Resistance to learning. 49. The progress of learning, however, was not to be a march through a submissive country. Ignorance, which had much to lose, and was proud as well as rich, ignorance in high places, which is always incurable, because it never seeks for a cure, set itself sullenly and stubbornly against the new teachers. The Latin language, taught most barbarously through books whose very titles, Floresta, Mammotrectus, Doctrinale Puerorum, Gemma Gemmarum, bespeak their style,[588] with the scholastic logic and divinity in wretched compends, had been held sufficient for all education. Those who had learned nothing else could of course teach nothing else, and saw their reputation and emoluments gone all at once by the introduction of philological literature and real science. Through all the palaces of Ignorance went forth a cry of terror at the coming light—“A voice of weeping heard and loud lament.” The aged giant was roused from his sleep, and sent his dark hosts of owls and bats to the war. One man above all the rest, Erasmus, cut them to pieces with irony or invective. They stood in the way of his noble zeal for the restoration of letters.[589] He began his attack in his Encomium Moriæ, the praise of folly.
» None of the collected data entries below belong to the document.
use crate::math::{Point, Real};
use crate::shape::Segment;

#[cfg(not(feature = "std"))]
use na::ComplexField;

/// The coordinate axis on which two segments have the larger combined extent
/// (`0` = x, `1` = y).
///
/// Interval comparisons between collinear segments run on this axis, so that
/// a near-vertical pair is never ordered along its vanishing horizontal
/// extent.
pub fn dominant_axis(seg1: &Segment, seg2: &Segment) -> usize {
    let dir1 = seg1.scaled_direction();
    let dir2 = seg2.scaled_direction();

    if dir1.x.abs() + dir2.x.abs() >= dir1.y.abs() + dir2.y.abs() {
        0
    } else {
        1
    }
}

/// A segment projected onto one coordinate axis, endpoints sorted by
/// increasing coordinate.
#[derive(Copy, Clone, Debug, PartialEq)]
pub struct AxisInterval {
    /// The smaller projected coordinate.
    pub lo: Real,
    /// The larger projected coordinate.
    pub hi: Real,
    /// The segment point projecting onto `lo`.
    pub lo_point: Point<Real>,
    /// The segment point projecting onto `hi`.
    pub hi_point: Point<Real>,
    /// `true` if the sort reversed the segment's own endpoint order, i.e.
    /// the segment runs against the axis' increasing direction.
    pub swapped: bool,
}

impl AxisInterval {
    /// Projects `seg` onto the given axis (`0` = x, `1` = y).
    pub fn new(seg: &Segment, axis: usize) -> AxisInterval {
        let a = seg.a[axis];
        let b = seg.b[axis];

        if b < a {
            AxisInterval {
                lo: b,
                hi: a,
                lo_point: seg.b,
                hi_point: seg.a,
                swapped: true,
            }
        } else {
            AxisInterval {
                lo: a,
                hi: b,
                lo_point: seg.a,
                hi_point: seg.b,
                swapped: false,
            }
        }
    }
}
This was addressed to Sir Thomas More, and published in 1511. Eighteen hundred copies were printed, and speedily sold; though the book wanted the attraction that some later editions possess, the curious and amusing engravings from designs of Holbein. It is a poignant satire against all professions of men and even against princes and peers; but the chief objects are the mendicant orders of monks. “Though this sort of men,” he says, “are so detested by everyone, that it is reckoned unlucky so much as to meet them by accident, they think nothing equal to themselves, and hold it a proof of their consummate piety, if they are so illiterate as not to be able to read. And when their asinine voices bray out in the churches their psalms, which they can count, but not understand,[590] then it is they fancy that the ears of the saints above are enraptured with the harmony;” and so forth.